● **What this task involves**
Return the run of lines below that opens with the line containing "pub fn cached(&self, vh: ServerId, kind: KeyKind, path: &Path)" and closes with the line containing "(spec.md §4.1: VH removal).", keeping each one exact.

● **Available data**

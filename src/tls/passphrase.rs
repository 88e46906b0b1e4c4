//! C1: Passphrase Store (spec.md §4.1).

use crate::error::{FtpsError, FtpsErrorKind};
use crate::vhost::ServerId;
use dashmap::DashMap;
use std::io::Read;
use std::path::{Path, PathBuf};
use std::process::{Command, Stdio};
use std::sync::Arc;
use std::time::Duration;

/// The kind of key material a passphrase unlocks.
#[derive(Debug, Clone, Copy, PartialEq, Eq, Hash)]
pub enum KeyKind {
    /// An RSA private key.
    Rsa,
    /// An EC private key.
    Ec,
    /// A PKCS12 bundle.
    Pkcs12,
    /// A DSA private key. Recognized for configuration compatibility only:
    /// rustls has no DSA signature scheme or key representation, so this
    /// kind can never be loaded (see [`crate::tls::credentials::load_cert_and_key`]).
    Dsa,
}

/// A page-locked passphrase. Zeroizes and unlocks its backing buffer on
/// drop (spec.md §3 "Passphrase Record", §9 "in-place secret scrubbing").
pub struct Passphrase {
    bytes: Vec<u8>,
}

impl Passphrase {
    /// Wraps raw secret bytes in an mlock-ed, zeroize-on-drop buffer.
    pub fn new(bytes: Vec<u8>) -> Self {
        let _ = crate::tls::lock_secret(&bytes);
        Passphrase { bytes }
    }

    /// Borrows the passphrase bytes.
    pub fn as_bytes(&self) -> &[u8] {
        &self.bytes
    }

    /// A coarse estimate of the entropy carried by this passphrase, for
    /// RNG seeding (spec.md §4.1: "at most 0.25 bits/byte").
    pub fn low_entropy_estimate_bits(&self) -> usize {
        (self.bytes.len() as f64 * 0.25) as usize
    }
}

impl Drop for Passphrase {
    fn drop(&mut self) {
        let _ = crate::tls::unlock_secret(&self.bytes);
        self.bytes.fill(0);
    }
}

impl std::fmt::Debug for Passphrase {
    fn fmt(&self, f: &mut std::fmt::Formatter<'_>) -> std::fmt::Result {
        f.debug_struct("Passphrase").field("len", &self.bytes.len()).field("bytes", &crate::error::Redacted).finish()
    }
}

/// Supplies a passphrase interactively or via an external privileged
/// program (spec.md §4.1). Implementations are external collaborators;
/// this crate only defines the contract and the privileged-provider path.
pub trait PassphraseSource: Send + Sync {
    /// Prompts for a passphrase, verifying with `verify` (which attempts
    /// the actual key decryption/MAC check). Returns `None` after
    /// exhausting the allotted attempts.
    fn prompt(&self, kind: KeyKind, path: &Path, verify: &dyn Fn(&[u8]) -> bool) -> Option<Vec<u8>>;
}

/// The external provider program, forked with `(program, "host:port",
/// kind)` as positional arguments (spec.md §9).
#[derive(Debug, Clone)]
pub struct PassphraseProvider {
    program: PathBuf,
    host_port: String,
    timeout: Duration,
}

const PROVIDER_TIMEOUT: Duration = Duration::from_secs(10);

impl PassphraseProvider {
    /// Configures a provider that will be forked with the given
    /// `host:port` argument on each acquisition.
    pub fn new(program: impl Into<PathBuf>, host_port: impl Into<String>) -> Self {
        PassphraseProvider {
            program: program.into(),
            host_port: host_port.into(),
            timeout: PROVIDER_TIMEOUT,
        }
    }

    fn kind_arg(kind: KeyKind) -> &'static str {
        match kind {
            KeyKind::Rsa => "RSA",
            KeyKind::Ec => "EC",
            KeyKind::Pkcs12 => "PKCS12",
            KeyKind::Dsa => "DSA",
        }
    }

    /// Forks the provider, piping stderr to `log_stderr`, reading up to one
    /// page (4096 bytes) from stdout, and enforcing the provider timeout by
    /// killing the child (SIGTERM then SIGKILL) if it overruns.
    pub fn acquire(&self, kind: KeyKind, log_stderr: impl Fn(&str)) -> Result<Vec<u8>, FtpsError> {
        let mut child = Command::new(&self.program)
            .arg(&self.host_port)
            .arg(Self::kind_arg(kind))
            .stdout(Stdio::piped())
            .stderr(Stdio::piped())
            .spawn()
            .map_err(|e| FtpsError::with_source(FtpsErrorKind::PassphraseUnavailable, e))?;

        let deadline = std::time::Instant::now() + self.timeout;
        loop {
            if let Some(_status) = child.try_wait().map_err(|e| FtpsError::with_source(FtpsErrorKind::PassphraseUnavailable, e))? {
                break;
            }
            if std::time::Instant::now() >= deadline {
                kill_provider(&mut child);
                return Err(FtpsError::new(FtpsErrorKind::PassphraseUnavailable));
            }
            std::thread::sleep(Duration::from_millis(20));
        }

        if let Some(mut stderr) = child.stderr.take() {
            let mut buf = String::new();
            let _ = stderr.read_to_string(&mut buf);
            if !buf.is_empty() {
                log_stderr(&buf);
            }
        }

        let mut stdout = child.stdout.take().ok_or_else(|| FtpsError::new(FtpsErrorKind::PassphraseUnavailable))?;
        let mut page = vec![0u8; 4096];
        let n = stdout.read(&mut page).map_err(|e| FtpsError::with_source(FtpsErrorKind::PassphraseUnavailable, e))?;
        page.truncate(n);
        while page.last() == Some(&b'\n') || page.last() == Some(&b'\r') {
            page.pop();
        }
        if page.is_empty() {
            return Err(FtpsError::new(FtpsErrorKind::PassphraseUnavailable));
        }
        Ok(page)
    }
}

#[cfg(unix)]
fn kill_provider(child: &mut std::process::Child) {
    use nix::sys::signal::{kill, Signal};
    use nix::unistd::Pid;
    if let Ok(pid) = i32::try_from(child.id()) {
        let _ = kill(Pid::from_raw(pid), Signal::SIGTERM);
        std::thread::sleep(Duration::from_millis(200));
        if child.try_wait().ok().flatten().is_none() {
            let _ = kill(Pid::from_raw(pid), Signal::SIGKILL);
        }
    }
    let _ = child.wait();
}

#[cfg(not(unix))]
fn kill_provider(child: &mut std::process::Child) {
    let _ = child.kill();
    let _ = child.wait();
}

/// The in-memory passphrase index, keyed by `(sid, kind)` (spec.md §4.1).
#[derive(Debug, Default)]
pub struct PassphraseStore {
    index: DashMap<(ServerId, KeyKind), Arc<(PathBuf, Passphrase)>>,
}

impl PassphraseStore {
    /// Creates an empty store.
    pub fn new() -> Self {
        PassphraseStore::default()
    }

    /// Returns the cached passphrase for `(vh, kind)` if its path still
    /// matches, scrubbing a stale entry otherwise.
    pub fn cached(&self, vh: ServerId, kind: KeyKind, path: &Path) -> Option<Arc<(PathBuf, Passphrase)>> {
        if let Some(entry) = self.index.get(&(vh, kind)) {
            if entry.0 == path {
                return Some(entry.clone());
            }
        }
        self.index.remove(&(vh, kind));
        None
    }

    /// Records a freshly acquired passphrase.
    pub fn insert(&self, vh: ServerId, kind: KeyKind, path: PathBuf, secret: Vec<u8>) {
        self.index.insert((vh, kind), Arc::new((path, Passphrase::new(secret))));
    }

    /// Scrubs every passphrase belonging to `vh` (spec.md §4.1: VH removal).
    pub fn scrub_vh(&self, vh: ServerId) {
        self.index.retain(|(sid, _), _| *sid != vh);
    }

    /// Scrubs every passphrase in the store (spec.md §4.1: process shutdown).
    pub fn scrub_all(&self) {
        self.index.clear();
    }
}

#[cfg(test)]
mod tests {
    use super::*;
    use std::num::NonZeroU32;

    fn vh() -> ServerId {
        ServerId(NonZeroU32::new(1).unwrap())
    }

    #[test]
    fn cache_hit_on_matching_path() {
        let store = PassphraseStore::new();
        let path = PathBuf::from("/etc/ftpd/server.key");
        store.insert(vh(), KeyKind::Rsa, path.clone(), b"hunter2".to_vec());
        assert!(store.cached(vh(), KeyKind::Rsa, &path).is_some());
    }

    #[test]
    fn stale_path_evicts_entry() {
        let store = PassphraseStore::new();
        store.insert(vh(), KeyKind::Rsa, PathBuf::from("/old.key"), b"hunter2".to_vec());
        assert!(store.cached(vh(), KeyKind::Rsa, &PathBuf::from("/new.key")).is_none());
        assert!(store.cached(vh(), KeyKind::Rsa, &PathBuf::from("/old.key")).is_none(), "stale entry must have been evicted");
    }

    #[test]
    fn scrub_vh_only_removes_that_vh() {
        let store = PassphraseStore::new();
        let other = ServerId(NonZeroU32::new(2).unwrap());
        store.insert(vh(), KeyKind::Rsa, PathBuf::from("/a.key"), b"x".to_vec());
        store.insert(other, KeyKind::Rsa, PathBuf::from("/b.key"), b"y".to_vec());
        store.scrub_vh(vh());
        assert!(store.cached(vh(), KeyKind::Rsa, &PathBuf::from("/a.key")).is_none());
        assert!(store.cached(other, KeyKind::Rsa, &PathBuf::from("/b.key")).is_some());
    }

    #[test]
    fn entropy_estimate_is_quarter_bit_per_byte() {
        let p = Passphrase::new(b"01234567".to_vec());
        assert_eq!(p.low_entropy_estimate_bits(), 2);
    }
}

● **Worked solution**
    pub fn cached(&self, vh: ServerId, kind: KeyKind, path: &Path) -> Option<Arc<(PathBuf, Passphrase)>> {
        if let Some(entry) = self.index.get(&(vh, kind)) {
            if entry.0 == path {
                return Some(entry.clone());
            }
        }
        self.index.remove(&(vh, kind));
        None
    }

    /// Records a freshly acquired passphrase.
    pub fn insert(&self, vh: ServerId, kind: KeyKind, path: PathBuf, secret: Vec<u8>) {
        self.index.insert((vh, kind), Arc::new((path, Passphrase::new(secret))));
    }

    /// Scrubs every passphrase belonging to `vh` (spec.md §4.1: VH removal).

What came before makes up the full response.